Born in Caracas, Venezuela in 1957, Fernando Sucre was raised on a steady diet of 1960’s American television (Astroboy, Jonny Quest and The Jetsons dubbed in Spanish) while being exposed to space age design and technology by his father, the national government’s chief engineer. Somewhere along the way, his father’s bridges and highways and those wacky futuristic cartoons produced a lasting impression on this young and creative mind. Though gifted from an early age with drawing and painting skills, Sucre listened to his parents’ sense of reason and decided to pursue a career in aeronautical engineering. Sucre attended college in the United States at the Spartan School of Aeronautics in Tulsa, Oklahoma and Embry Riddle Aeronautical University in Florida. After working several years in the aerospace field as an engineer and licensed mechanic at companies like Arrow Air and Eastern Airlines, Sucre began to realize that his true calling might not lie in fixing aircraft. Acting on his natural artistic inclinations, he decided to explore the world of painting and enrolled in a fine arts school in Caracas. While exploring imagery that captivated his mind’s eye, Sucre became aware that he had somehow fallen under the spell of the American Pop culture. Blending his engineer’s perspective with his artistic fascination for everything “pop”, Sucre began to paint in a style that echoed the American pop art masters Warhol and Lichtenstein while at the same time incorporating something uniquely Latino into his work.
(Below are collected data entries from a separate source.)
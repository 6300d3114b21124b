//! CLI tool for inspecting compiled ABC modules
//!
//! Usage: abcdump [options] <module.abc>
//!
//! Options:
//!   --json             Print the decoded module graph as JSON
//!   --config <file>    Runtime config (JSON) to decode with
//!   --verbose          Trace every decoded record
//!
//! Log output goes to stderr and is filtered by `RUST_LOG` (default `info`).

use std::env;
use std::fs;
use std::path::PathBuf;

use asrun::{DecodeOptions, Decoder, ModuleGraph, RuntimeConfig};
use tracing::info;
use tracing_subscriber::EnvFilter;

fn main() {
    tracing_subscriber::fmt()
        .with_env_filter(EnvFilter::try_from_default_env().unwrap_or_else(|_| EnvFilter::new("info")))
        .with_writer(std::io::stderr)
        .init();

    if let Err(e) = run() {
        eprintln!("Error: {}", e);
        std::process::exit(1);
    }
}

/// CLI configuration
struct Args {
    module_path: PathBuf,
    config_path: Option<PathBuf>,
    json: bool,
    verbose: bool,
}

fn parse_args() -> Result<Args, String> {
    let args: Vec<String> = env::args().collect();
    let program_name = args.first().map_or("abcdump", |s| s.as_str());

    let mut config_path = None;
    let mut json = false;
    let mut verbose = false;
    let mut module_arg: Option<&str> = None;

    let mut rest = args.iter().skip(1);
    while let Some(arg) = rest.next() {
        match arg.as_str() {
            "--json" => json = true,
            "--verbose" => verbose = true,
            "--config" => {
                let path = rest
                    .next()
                    .ok_or_else(|| "--config requires a file argument".to_string())?;
                config_path = Some(PathBuf::from(path));
            }
            other if other.starts_with("--") => {
                return Err(format!("Unknown option: {}", other));
            }
            other => {
                if module_arg.is_some() {
                    return Err("Only one module file may be given".to_string());
                }
                module_arg = Some(other);
            }
        }
    }

    let module_path = module_arg
        .map(PathBuf::from)
        .ok_or_else(|| format!("Usage: {} [--json] [--config <file>] [--verbose] <module.abc>", program_name))?;

    Ok(Args {
        module_path,
        config_path,
        json,
        verbose,
    })
}

fn run() -> Result<(), String> {
    let args = parse_args()?;

    let mut config = match &args.config_path {
        Some(path) => RuntimeConfig::from_file(path)
            .map_err(|e| format!("{}: {}", path.display(), e))?,
        None => RuntimeConfig::default(),
    };
    if args.verbose {
        config.verbose_parse = true;
    }

    let bytes = fs::read(&args.module_path)
        .map_err(|e| format!("{}: {}", args.module_path.display(), e))?;

    let decoder = Decoder::new(DecodeOptions::from(&config));
    let graph = decoder
        .decode(&bytes)
        .map_err(|e| format!("{}: {}", args.module_path.display(), e))?;

    summarize(&graph);

    if args.json {
        let json = serde_json::to_string_pretty(&graph).map_err(|e| e.to_string())?;
        println!("{}", json);
    }
    Ok(())
}

fn summarize(graph: &ModuleGraph) {
    let pool = &graph.constant_pool;
    info!(
        version = %format!("{}.{}", graph.major_version, graph.minor_version),
        strings = pool.string_count() - 1,
        multinames = pool.multiname_count() - 1,
        methods = graph.methods.len(),
        classes = graph.classes.len(),
        scripts = graph.scripts.len(),
        bodies = graph.bodies.len(),
        "module"
    );

    for (index, instance) in graph.instances.iter().enumerate() {
        info!(
            class = index,
            name = %graph.multiname_display(instance.name),
            extends = %graph.multiname_display(instance.super_name),
            traits = instance.traits.len(),
            "class"
        );
        for t in &instance.traits {
            info!(
                name = %graph.multiname_display(t.name),
                kind = ?t.kind(),
                "  trait"
            );
        }
    }

    for (index, script) in graph.scripts.iter().enumerate() {
        let code = graph.method_body(script.init).map_or(0, |body| body.code.len());
        info!(script = index, init = %graph.method_name(script.init), code, "script");
    }
}
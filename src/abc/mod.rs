//! ABC (ActionScript Byte Code) module decoder
//!
//! Decodes a compiled module from an in-memory buffer into a [`ModuleGraph`]:
//!
//! ```text
//! u16 minor_version
//! u16 major_version
//! constant pool
//! u30 method_count,   method_info[]
//! u30 metadata_count, metadata_info[]
//! u30 class_count,    instance_info[class_count], class_info[class_count]
//! u30 script_count,   script_info[]
//! u30 body_count,     method_body_info[]
//! ```
//!
//! Decoding is all-or-nothing. Records are collected into locals and the
//! graph is assembled and validated only after the whole stream has been
//! read; any failure discards everything.

mod body;
mod class;
mod constant_pool;
mod metadata;
mod method;
mod stream;
mod traits;
mod validate;

pub use body::{ExceptionInfo, MethodBody};
pub use class::{ClassInfo, InstanceFlags, InstanceInfo, ScriptInfo};
pub use constant_pool::{
    ConstantPool, GenericName, Multiname, MultinameFlags, MultinameKind, Namespace, NamespaceKind,
    PoolRef, PoolString,
};
pub use metadata::{MetadataInfo, MetadataItem};
pub use method::{ConstantKind, MethodFlags, MethodInfo, OptionDetail};
pub use stream::AbcReader;
pub use traits::{SlotValue, Trait, TraitAttributes, TraitData, TraitKind};

use std::borrow::Cow;

use serde::Serialize;
use tracing::{debug, debug_span};

use crate::config::{ABC_MAJOR_VERSION, RuntimeConfig};
use crate::error::DecodeError;

/// Decoder settings
#[derive(Debug, Clone, PartialEq, Eq)]
pub struct DecodeOptions {
    /// Required major version; `None` accepts any
    pub expected_major_version: Option<u16>,
    /// Trace every record as it is read
    pub verbose: bool,
}

impl Default for DecodeOptions {
    fn default() -> Self {
        Self {
            expected_major_version: Some(ABC_MAJOR_VERSION),
            verbose: false,
        }
    }
}

impl From<&RuntimeConfig> for DecodeOptions {
    fn from(config: &RuntimeConfig) -> Self {
        Self {
            expected_major_version: config.expected_major_version,
            verbose: config.verbose_parse,
        }
    }
}

/// A decoded module. Immutable once built.
#[derive(Debug, Clone, Serialize)]
pub struct ModuleGraph {
    pub minor_version: u16,
    pub major_version: u16,
    pub constant_pool: ConstantPool,
    pub methods: Vec<MethodInfo>,
    pub metadata: Vec<MetadataInfo>,
    pub instances: Vec<InstanceInfo>,
    pub classes: Vec<ClassInfo>,
    pub scripts: Vec<ScriptInfo>,
    pub bodies: Vec<MethodBody>,
}

impl ModuleGraph {
    /// Decode with default options
    pub fn decode(bytes: &[u8]) -> Result<Self, DecodeError> {
        Decoder::default().decode(bytes)
    }

    pub fn get_string(&self, index: u32) -> Option<PoolRef<'_, PoolString>> {
        self.constant_pool.get_string(index)
    }

    pub fn get_namespace(&self, index: u32) -> Option<PoolRef<'_, Namespace>> {
        self.constant_pool.get_namespace(index)
    }

    pub fn get_multiname(&self, index: u32) -> Option<PoolRef<'_, Multiname>> {
        self.constant_pool.get_multiname(index)
    }

    /// Render a multiname as `namespace::name`
    pub fn multiname_display(&self, index: u32) -> String {
        self.constant_pool.multiname_display(index)
    }

    /// Body implementing method `method`, if it has one
    pub fn method_body(&self, method: u32) -> Option<&MethodBody> {
        self.bodies.iter().find(|body| body.method == method)
    }

    /// Name of the method at `method`; `?` when out of range
    pub fn method_name(&self, method: u32) -> Cow<'_, str> {
        match self.methods.get(method as usize) {
            Some(info) => self.constant_pool.string_lossy(info.name),
            None => Cow::Borrowed("?"),
        }
    }

    /// Qualified name of class `class`
    pub fn class_name(&self, class: u32) -> Option<String> {
        let instance = self.instances.get(class as usize)?;
        Some(self.multiname_display(instance.name))
    }
}

/// Module decoder
#[derive(Debug, Clone, Default)]
pub struct Decoder {
    options: DecodeOptions,
}

fn read_records<'a, T>(
    reader: &mut AbcReader<'a>,
    count: usize,
    hint: usize,
    mut read: impl FnMut(&mut AbcReader<'a>) -> Result<T, DecodeError>,
) -> Result<Vec<T>, DecodeError> {
    let mut records = Vec::with_capacity(hint);
    for _ in 0..count {
        records.push(read(reader)?);
    }
    Ok(records)
}

impl Decoder {
    pub fn new(options: DecodeOptions) -> Self {
        Self { options }
    }

    pub fn options(&self) -> &DecodeOptions {
        &self.options
    }

    /// Decode a whole module
    pub fn decode(&self, bytes: &[u8]) -> Result<ModuleGraph, DecodeError> {
        let span = debug_span!("abc_decode", len = bytes.len());
        let _guard = span.enter();

        let result = self.decode_inner(bytes);
        match &result {
            Ok(graph) => debug!(
                methods = graph.methods.len(),
                classes = graph.classes.len(),
                scripts = graph.scripts.len(),
                bodies = graph.bodies.len(),
                "decoded module"
            ),
            Err(err) => debug!(error = %err, "decode failed"),
        }
        result
    }

    fn decode_inner(&self, bytes: &[u8]) -> Result<ModuleGraph, DecodeError> {
        let verbose = self.options.verbose;
        let mut reader = AbcReader::new(bytes);

        let minor_version = reader.read_u16()?;
        let major_version = reader.read_u16()?;
        if let Some(expected) = self.options.expected_major_version {
            if major_version != expected {
                return Err(DecodeError::UnsupportedVersion {
                    major: major_version,
                    minor: minor_version,
                });
            }
        }

        let constant_pool = ConstantPool::read(&mut reader, verbose)?;

        let (count, hint) = reader.read_count()?;
        let methods = read_records(&mut reader, count, hint, |r| MethodInfo::read(r, verbose))?;

        let (count, hint) = reader.read_count()?;
        let metadata = read_records(&mut reader, count, hint, MetadataInfo::read)?;

        // One instance and one class record per class
        let (class_count, hint) = reader.read_count()?;
        let instances = read_records(&mut reader, class_count, hint, |r| {
            InstanceInfo::read(r, verbose)
        })?;
        let classes = read_records(&mut reader, class_count, hint, |r| ClassInfo::read(r, verbose))?;

        let (count, hint) = reader.read_count()?;
        let scripts = read_records(&mut reader, count, hint, |r| ScriptInfo::read(r, verbose))?;

        let (count, hint) = reader.read_count()?;
        let bodies = read_records(&mut reader, count, hint, |r| MethodBody::read(r, verbose))?;

        if !reader.is_at_end() {
            debug!(trailing = reader.remaining(), "ignoring trailing bytes");
        }

        let graph = ModuleGraph {
            minor_version,
            major_version,
            constant_pool,
            methods,
            metadata,
            instances,
            classes,
            scripts,
            bodies,
        };
        validate::validate(&graph)?;
        Ok(graph)
    }
}

/// Decode a module with default options
pub fn decode(bytes: &[u8]) -> Result<ModuleGraph, DecodeError> {
    ModuleGraph::decode(bytes)
}
//! Integration tests for the object runtime, organized by feature
//!
//! Every test builds its own [`Heap`]; nothing is shared between tests.

mod accessor;
mod enumeration;
mod listener;
mod object;
mod teardown;
mod timer;

use asrun::{Heap, ObjectId, Value};

/// Function object that bumps `hits` on its receiver
pub fn counting_function(heap: &mut Heap, name: &str) -> ObjectId {
    heap.create_function(name, |heap, this, _args| {
        if let Some(this) = this {
            let hits = hits(heap, this);
            heap.set(this, "hits", Value::from(hits + 1.0));
        }
        Value::Undefined
    })
}

/// Object whose member `handler` counts its calls. The function's host
/// handle is released; the object keeps it alive.
pub fn counting_object(heap: &mut Heap, handler: &str) -> ObjectId {
    let obj = heap.create_object();
    let func = counting_function(heap, handler);
    heap.set(obj, handler, Value::Object(func));
    heap.release(func);
    obj
}

pub fn hits(heap: &Heap, id: ObjectId) -> f64 {
    heap.get(id, "hits").map_or(0.0, |p| p.value.to_number())
}

/// Own keys of an object as plain strings
pub fn keys(heap: &Heap, id: ObjectId) -> Vec<String> {
    heap.own_keys(id).iter().map(|k| k.as_str().to_string()).collect()
}
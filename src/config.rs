//! Runtime configuration
//!
//! Configuration is threaded explicitly into the heap, the listener registry
//! and the decoder. Values come from defaults or a JSON document.

use std::path::Path;

use serde::{Deserialize, Serialize};

use crate::error::ConfigError;

/// Default cap on registered listeners
pub const DEFAULT_MAX_LISTENERS: usize = 1000;

/// ABC major version produced by the ActionScript 3 compilers
pub const ABC_MAJOR_VERSION: u16 = 46;

/// Tunables for the object runtime and the module decoder.
#[derive(Debug, Clone, PartialEq, Serialize, Deserialize)]
#[serde(default)]
pub struct RuntimeConfig {
    /// Maximum number of live listeners a registry accepts before asserting
    pub max_listeners: usize,
    /// Collect unreachable cycles synchronously when a release may have orphaned one
    pub collect_cycles: bool,
    /// Trace every decoded record
    pub verbose_parse: bool,
    /// Required ABC major version (`None` accepts any)
    pub expected_major_version: Option<u16>,
}

impl Default for RuntimeConfig {
    fn default() -> Self {
        Self {
            max_listeners: DEFAULT_MAX_LISTENERS,
            collect_cycles: true,
            verbose_parse: false,
            expected_major_version: Some(ABC_MAJOR_VERSION),
        }
    }
}

impl RuntimeConfig {
    /// Parse a JSON document. Missing fields keep their defaults.
    pub fn from_json_str(source: &str) -> Result<Self, ConfigError> {
        let config: RuntimeConfig = serde_json::from_str(source)?;
        config.validate()?;
        Ok(config)
    }

    /// Read and parse a JSON config file
    pub fn from_file(path: impl AsRef<Path>) -> Result<Self, ConfigError> {
        let source = std::fs::read_to_string(path)?;
        Self::from_json_str(&source)
    }

    pub fn validate(&self) -> Result<(), ConfigError> {
        if self.max_listeners == 0 {
            return Err(ConfigError::Invalid(
                "max_listeners must be at least 1".to_string(),
            ));
        }
        Ok(())
    }
}
// ============================================================================
// Prekey Bundle Assembly
// ============================================================================
//
// Composes the response for /x3dh/prekey_bundle: identity key, both signed
// prekeys, and one freshly claimed one-time prekey from each pool. Both
// one-time keys are mandatory; the paired claim runs in one transaction so
// an exhausted pool never leaks a claimed key from the other.
//
// ============================================================================

use crate::error::AppError;
use crate::storage::{KeyFamily, RelayStore};
use crate::wire::{encode_b64, PrekeyBundleResponse};

pub async fn assemble(
    store: &dyn RelayStore,
    target_username: &str,
) -> Result<PrekeyBundleResponse, AppError> {
    let identity = store
        .get_identity(target_username)
        .await?
        .ok_or_else(|| AppError::IdentityNotFound(target_username.to_string()))?;

    let signed_prekey = store
        .get_signed_prekey(target_username, KeyFamily::Classical)
        .await?
        .ok_or_else(|| AppError::BundleIncomplete(target_username.to_string(), "classical"))?;

    let pq_signed_prekey = store
        .get_signed_prekey(target_username, KeyFamily::PostQuantum)
        .await?
        .ok_or_else(|| AppError::BundleIncomplete(target_username.to_string(), "pq"))?;

    // Forward secrecy depends on a fresh one-time key per session, so an
    // empty pool is a hard failure rather than a silent substitution.
    let (one_time, pq_one_time) = store
        .claim_unused_pair(target_username)
        .await?
        .ok_or_else(|| AppError::KeyPoolExhausted(target_username.to_string()))?;

    let pq_one_time_signature = pq_one_time.signature.ok_or_else(|| {
        anyhow::anyhow!(
            "stored PQ one-time prekey for '{}' has no signature",
            target_username
        )
    })?;

    tracing::info!(
        target = %target_username,
        "Prekey bundle assembled, one-time prekeys consumed"
    );

    Ok(PrekeyBundleResponse {
        identity_key: encode_b64(&identity.public_key),
        signed_prekey: encode_b64(&signed_prekey.public_key),
        signed_prekey_signature: encode_b64(&signed_prekey.signature),
        one_time_prekey: encode_b64(&one_time.public_key),
        pq_signed_prekey: encode_b64(&pq_signed_prekey.public_key),
        pq_signed_prekey_signature: encode_b64(&pq_signed_prekey.signature),
        one_time_pq_prekey: encode_b64(&pq_one_time.public_key),
        one_time_pq_prekey_signature: encode_b64(&pq_one_time_signature),
    })
}

#[cfg(test)]
mod tests {
    use super::*;
    use crate::storage::{MemoryStore, OneTimePrekey, SignedPrekey};

    async fn seeded_store() -> MemoryStore {
        let store = MemoryStore::new();
        store.create_identity("alice", &[7u8; 32]).await.unwrap();
        store
            .upsert_signed_prekey(
                "alice",
                KeyFamily::Classical,
                &SignedPrekey {
                    public_key: vec![1; 32],
                    signature: vec![2; 64],
                },
            )
            .await
            .unwrap();
        store
            .upsert_signed_prekey(
                "alice",
                KeyFamily::PostQuantum,
                &SignedPrekey {
                    public_key: vec![3; 32],
                    signature: vec![4; 64],
                },
            )
            .await
            .unwrap();
        store
    }

    fn classical_otp() -> OneTimePrekey {
        OneTimePrekey {
            public_key: vec![5; 32],
            signature: None,
        }
    }

    fn pq_otp() -> OneTimePrekey {
        OneTimePrekey {
            public_key: vec![6; 32],
            signature: Some(vec![7; 64]),
        }
    }

    #[tokio::test]
    async fn assembles_full_bundle() {
        let store = seeded_store().await;
        store
            .push_one_time_prekeys("alice", KeyFamily::Classical, &[classical_otp()])
            .await
            .unwrap();
        store
            .push_one_time_prekeys("alice", KeyFamily::PostQuantum, &[pq_otp()])
            .await
            .unwrap();

        let bundle = assemble(&store, "alice").await.unwrap();
        assert_eq!(bundle.identity_key, encode_b64(&[7u8; 32]));
        assert_eq!(bundle.one_time_prekey, encode_b64(&[5u8; 32]));
        assert_eq!(bundle.one_time_pq_prekey, encode_b64(&[6u8; 32]));
        assert_eq!(bundle.one_time_pq_prekey_signature, encode_b64(&[7u8; 64]));
    }

    #[tokio::test]
    async fn unknown_target_is_not_found() {
        let store = MemoryStore::new();
        let err = assemble(&store, "nobody").await.unwrap_err();
        assert!(matches!(err, AppError::IdentityNotFound(_)));
    }

    #[tokio::test]
    async fn missing_pq_signed_prekey_is_incomplete() {
        let store = MemoryStore::new();
        store.create_identity("alice", &[7u8; 32]).await.unwrap();
        store
            .upsert_signed_prekey(
                "alice",
                KeyFamily::Classical,
                &SignedPrekey {
                    public_key: vec![1; 32],
                    signature: vec![2; 64],
                },
            )
            .await
            .unwrap();

        let err = assemble(&store, "alice").await.unwrap_err();
        assert!(matches!(err, AppError::BundleIncomplete(_, "pq")));
    }

    #[tokio::test]
    async fn exhausted_pq_pool_fails_without_consuming_classical_key() {
        let store = seeded_store().await;
        store
            .push_one_time_prekeys("alice", KeyFamily::Classical, &[classical_otp()])
            .await
            .unwrap();

        let err = assemble(&store, "alice").await.unwrap_err();
        assert!(matches!(err, AppError::KeyPoolExhausted(_)));

        // The classical key was not leaked by the failed bundle
        let claimed = store
            .claim_one_unused("alice", KeyFamily::Classical)
            .await
            .unwrap();
        assert!(claimed.is_some());
    }

    #[tokio::test]
    async fn second_fetch_exhausts_the_pools() {
        let store = seeded_store().await;
        store
            .push_one_time_prekeys("alice", KeyFamily::Classical, &[classical_otp()])
            .await
            .unwrap();
        store
            .push_one_time_prekeys("alice", KeyFamily::PostQuantum, &[pq_otp()])
            .await
            .unwrap();

        assert!(assemble(&store, "alice").await.is_ok());
        let err = assemble(&store, "alice").await.unwrap_err();
        assert!(matches!(err, AppError::KeyPoolExhausted(_)));
    }
}
use anyhow::{Context, Result};
use std::env;

// ============================================================================
// Configuration Constants
// ============================================================================

const DEFAULT_PORT: u16 = 8080;
const DEFAULT_HOST: &str = "0.0.0.0";

// Sliding-window admission control defaults. The window is fixed at one
// second; a key that overflows it sits in the penalty box for the timeout
// period.
const DEFAULT_REQUESTS_PER_SECOND: usize = 20;
const DEFAULT_TIMEOUT_PERIOD_SECS: u64 = 30;

/// Maximum HTTP request body size. Key bundles and encrypted initial
/// messages are small; anything larger is hostile.
pub const MAX_REQUEST_BODY_SIZE: usize = 2 * 1024 * 1024; // 2 MB

// ============================================================================
// Configuration Structures
// ============================================================================

#[derive(Clone, Debug)]
pub struct RateLimitConfig {
    /// Requests allowed per key within the 1-second sliding window
    pub requests_per_second: usize,
    /// Seconds an offending key stays in the penalty box
    pub timeout_period_secs: u64,
}

#[derive(Clone, Debug)]
pub struct Config {
    pub host: String,
    pub port: u16,
    /// Postgres connection string; when unset the relay runs on the
    /// in-memory store (single instance, state lost on restart)
    pub database_url: Option<String>,
    pub rust_log: String,
    pub rate_limit: RateLimitConfig,
}

impl Config {
    /// Load configuration from environment variables with sane defaults
    pub fn from_env() -> Result<Self> {
        let port = match env::var("PORT") {
            Ok(raw) => raw.parse::<u16>().context("PORT must be a valid port number")?,
            Err(_) => DEFAULT_PORT,
        };

        let requests_per_second = match env::var("RATE_LIMIT_PER_SECOND") {
            Ok(raw) => raw
                .parse::<usize>()
                .context("RATE_LIMIT_PER_SECOND must be a positive integer")?,
            Err(_) => DEFAULT_REQUESTS_PER_SECOND,
        };

        let timeout_period_secs = match env::var("RATE_LIMIT_TIMEOUT_SECS") {
            Ok(raw) => raw
                .parse::<u64>()
                .context("RATE_LIMIT_TIMEOUT_SECS must be a positive integer")?,
            Err(_) => DEFAULT_TIMEOUT_PERIOD_SECS,
        };

        Ok(Config {
            host: env::var("HOST").unwrap_or_else(|_| DEFAULT_HOST.to_string()),
            port,
            database_url: env::var("DATABASE_URL").ok(),
            rust_log: env::var("RUST_LOG").unwrap_or_else(|_| "info".to_string()),
            rate_limit: RateLimitConfig {
                requests_per_second,
                timeout_period_secs,
            },
        })
    }
}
His one man show “POP AIR” at the InterFlight Studio Gallery in the Wynwood Art District offers a colorful blending of Sucre’s life experiences. He painted a whole hangar-full of fabulous pop airplanes. From early aerospace and vintage aircraft to World War II bombers to modern fighters, commercial carriers and Lear jets, it’s obvious that Sucre still loves airplanes. But these aren’t just any old airplanes… these aircraft are flying through the crazy POP world of “Sucrevision”; hot pink Concordes, purple 747’s and lemon yellow Cessna’s. This is obviously an artist in his element. It’s fun, it’s POP, it’s Fernando Sucre and its worth a look!